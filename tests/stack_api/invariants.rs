//! Invariant Tests
//!
//! Random operation sequences against one region, checking after every step:
//! - status equals the last stack-scoped event's status
//! - event logs only grow, and existing entries never change
//! - active and deleted stacks are disjoint; deleted stacks are terminal
//! - describe(None) follows creation order

use crate::*;
use proptest::prelude::*;
use std::collections::HashMap;
use stratus::StackEvent;

#[derive(Debug, Clone)]
enum Op {
    Create(usize),
    Update(usize),
    Delete(usize),
    DeleteById(usize),
}

const NAMES: [&str; 3] = ["web", "api", "db"];

fn op() -> impl Strategy<Value = Op> {
    prop_oneof![
        (0..NAMES.len()).prop_map(Op::Create),
        (0..NAMES.len()).prop_map(Op::Update),
        (0..NAMES.len()).prop_map(Op::Delete),
        (0..8usize).prop_map(Op::DeleteById),
    ]
}

fn apply(stacks: &Stacks<'_>, created: &[StackId], op: &Op) -> Option<StackId> {
    match op {
        Op::Create(n) => {
            let template = if n % 2 == 0 { EMPTY } else { QUEUE };
            let stack = stacks.create(CreateStack::new(NAMES[*n], template)).unwrap();
            Some(stack.stack_id)
        }
        Op::Update(n) => {
            // Missing or deleted targets are expected failures here.
            let _ = stacks.update(NAMES[*n], UpdateStack::new(QUEUE));
            None
        }
        Op::Delete(n) => {
            stacks.delete(NAMES[*n]).unwrap();
            None
        }
        Op::DeleteById(i) => {
            if let Some(id) = created.get(*i) {
                stacks.delete(id.as_str()).unwrap();
            }
            None
        }
    }
}

proptest! {
    #![proptest_config(ProptestConfig::with_cases(64))]

    #[test]
    fn prop_registry_invariants(ops in prop::collection::vec(op(), 1..30)) {
        let sim = sim();
        let stacks = sim.stacks(REGION).unwrap();
        let mut created: Vec<StackId> = Vec::new();
        let mut history: HashMap<StackId, Vec<StackEvent>> = HashMap::new();

        for op in &ops {
            if let Some(id) = apply(&stacks, &created, op) {
                created.push(id);
            }

            let active = stacks.list();
            let active_ids: Vec<StackId> = active.iter().map(|s| s.stack_id.clone()).collect();

            // Creation order among survivors.
            let expected: Vec<StackId> = created
                .iter()
                .filter(|id| active_ids.contains(id))
                .cloned()
                .collect();
            prop_assert_eq!(&active_ids, &expected);

            for id in &created {
                let stack = stacks.get(id.as_str()).unwrap();

                let last = stack.events.iter().rev().find(|e| e.is_stack_event()).unwrap();
                prop_assert_eq!(last.status, stack.status);

                let is_active = active_ids.contains(id);
                prop_assert_eq!(stack.status == StackStatus::DeleteComplete, !is_active);

                let previous = history.entry(id.clone()).or_default();
                prop_assert!(stack.events.len() >= previous.len());
                prop_assert_eq!(&stack.events[..previous.len()], &previous[..]);
                for pair in stack.events.windows(2) {
                    prop_assert!(pair[0].timestamp <= pair[1].timestamp);
                }
                *previous = stack.events.clone();
            }
        }
    }
}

## EXERCISE DIRECTIONS
If a line of the entries above holds "contains", count it, then report the total alone.

## SOLUTION TO THE EXERCISE
2